Abstract

10049 Background: Vincristine is one of the corner stitches in the treatment of children with acute lymphoblastic leukemia (ALL). Constipation and other peripheral and central neurotoxicities are the most common side effects. Drugs interfering with the metabolism of vincristine might potentiate these side effects. A group of drugs that interact with the metabolism of vincristine are azoles. Several case reports suggest that co-administration of azoles and vincristine lead to increased toxicity. A comparative study exploring toxicity in patients receiving vincristine with and without azoles, is lacking. For this reason, we retrospectively analyzed neurotoxicity induced by vincristine with (n = 20) and without (n = 20) co-administration of azoles in the same patient group. Methods: In total, twenty pediatric patients with de novo ALL were included in this study. Vincristine toxicity was graded retrospectively according to the National Cancer Institute toxicity scale without information considering comedication. Statistical analysis was performed using the Wilcoxon Signed Rank test and McNemar test. Results: Patients receiving vincristine in combination with prophylactic azole treatment experienced significantly more complaints of constipation and peripheral neurotoxicity (P = 0.001 and P< 0.001, respectively).
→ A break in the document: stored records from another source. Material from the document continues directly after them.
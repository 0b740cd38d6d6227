//! Benchmark-module registry seam.
//!
//! The planner never executes anything; it only needs to know whether a
//! benchmark name maps to a module on the target OS. [`StaticModuleRegistry`]
//! is the in-memory implementation shipped with the crate.

use std::collections::{BTreeMap, HashMap};
use std::sync::Arc;

use crate::context::OsType;

/// Reference to an executable benchmark definition.
#[derive(Debug, Clone, PartialEq, Eq, Hash)]
pub struct BenchmarkModule {
    name: Arc<str>,
    description: Arc<str>,
}

impl BenchmarkModule {
    pub fn new(name: impl Into<Arc<str>>, description: impl Into<Arc<str>>) -> Self {
        Self {
            name: name.into(),
            description: description.into(),
        }
    }

    pub fn name(&self) -> &str {
        &self.name
    }

    pub fn description(&self) -> &str {
        &self.description
    }
}

/// Maps a benchmark name to its module for a given OS.
pub trait ModuleRegistry {
    fn lookup(&self, os_type: OsType, name: &str) -> Option<BenchmarkModule>;
}

/// Per-OS tables of benchmark modules.
#[derive(Debug, Clone, Default)]
pub struct StaticModuleRegistry {
    tables: HashMap<OsType, BTreeMap<String, BenchmarkModule>>,
}

impl StaticModuleRegistry {
    pub fn new() -> Self {
        Self::default()
    }

    /// Registers a module under `name` for `os_type`.
    pub fn with_module(
        mut self,
        os_type: OsType,
        name: &str,
        description: impl Into<Arc<str>>,
    ) -> Self {
        self.register(os_type, BenchmarkModule::new(name, description));
        self
    }

    pub fn register(&mut self, os_type: OsType, module: BenchmarkModule) {
        self.tables
            .entry(os_type)
            .or_default()
            .insert(module.name().to_string(), module);
    }

    /// Returns the module names registered for `os_type`, sorted.
    pub fn names(&self, os_type: OsType) -> Vec<&str> {
        self.tables
            .get(&os_type)
            .map(|table| table.keys().map(String::as_str).collect())
            .unwrap_or_default()
    }

    /// Registry containing every benchmark the built-in sets reference.
    ///
    /// # Example
    ///
    /// ```
    /// use benchplan::{ModuleRegistry, OsType, StaticModuleRegistry};
    ///
    /// let registry = StaticModuleRegistry::builtin();
    /// assert!(registry.lookup(OsType::Linux, "fio").is_some());
    /// assert!(registry.lookup(OsType::Windows, "ntttcp").is_some());
    /// assert!(registry.lookup(OsType::Windows, "cassandra_stress").is_none());
    /// ```
    pub fn builtin() -> Self {
        let mut registry = Self::new();
        for &(name, description) in LINUX_BENCHMARKS {
            registry.register(OsType::Linux, BenchmarkModule::new(name, description));
        }
        for &(name, description) in WINDOWS_BENCHMARKS {
            registry.register(OsType::Windows, BenchmarkModule::new(name, description));
        }
        registry
    }
}

impl ModuleRegistry for StaticModuleRegistry {
    fn lookup(&self, os_type: OsType, name: &str) -> Option<BenchmarkModule> {
        self.tables.get(&os_type)?.get(name).cloned()
    }
}

const LINUX_BENCHMARKS: &[(&str, &str)] = &[
    ("aerospike", "Aerospike key-value store throughput"),
    ("aerospike_ycsb", "YCSB against Aerospike"),
    ("block_storage_workload", "Block storage database, streaming and logging workloads"),
    ("cassandra_stress", "Cassandra stress tool"),
    ("cassandra_ycsb", "YCSB against Cassandra"),
    ("cloudsuite_data_analytics", "CloudSuite data analytics"),
    ("cloudsuite_data_caching", "CloudSuite data caching"),
    ("cloudsuite_graph_analytics", "CloudSuite graph analytics"),
    ("cloudsuite_in_memory_analytics", "CloudSuite in-memory analytics"),
    ("cloudsuite_media_streaming", "CloudSuite media streaming"),
    ("cloudsuite_web_search", "CloudSuite web search"),
    ("cloudsuite_web_serving", "CloudSuite web serving"),
    ("cluster_boot", "Time to boot a cluster of VMs"),
    ("copy_throughput", "Copy throughput between disks and VMs"),
    ("coremark", "EEMBC CoreMark processor benchmark"),
    ("fio", "Flexible I/O tester"),
    ("gpu_pcie_bandwidth", "GPU PCIe bandwidth"),
    ("hadoop_terasort", "Hadoop TeraSort"),
    ("hpcc", "HPC Challenge"),
    ("iperf", "iperf network throughput"),
    ("mesh_network", "Full-mesh network throughput"),
    ("mongodb_ycsb", "YCSB against MongoDB"),
    ("multichase", "Memory latency and bandwidth"),
    ("netperf", "netperf network throughput and latency"),
    ("object_storage_service", "Object storage upload and download"),
    ("oldisim", "OLDIsim scale-out workload"),
    ("ping", "ICMP round trip latency"),
    ("redis", "Redis benchmark"),
    ("redis_ycsb", "YCSB against Redis"),
    ("silo", "Silo in-memory database"),
    ("speccpu2006", "SPEC CPU2006"),
    ("sysbench_oltp", "sysbench OLTP against a database"),
    ("tomcat_wrk", "wrk against Apache Tomcat"),
    ("unixbench", "UnixBench system benchmark"),
];

const WINDOWS_BENCHMARKS: &[(&str, &str)] = &[
    ("diskspd", "DiskSpd storage benchmark"),
    ("fio", "Flexible I/O tester"),
    ("iperf3", "iperf3 network throughput"),
    ("ntttcp", "NTttcp network throughput"),
    ("psping", "PsPing network latency"),
];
Three patients (15%) treated with azole therapy developed severe toxicity and needed treatment at the pediatric intensive care unit. Vincristine induced CNS toxicity (convulsions, toxic encephalopathy and SIADH) was seen in 6 patients (30%). All these patients were treated with vincristine in combination with an azole. CNS toxicity was not observed in patients receiving vincristine alone (P = 0 .014). Because of severe toxicities, vincristine treatment was significantly reduced (50% of normal dose) in several patients. Conclusions: This study shows that vincristine toxicity is significantly increased when combined with azole treatment and even can be life threatening. Therefore we advise to avoid the combination of azole and vincristine treatment in patients with ALL. No significant financial relationships to disclose.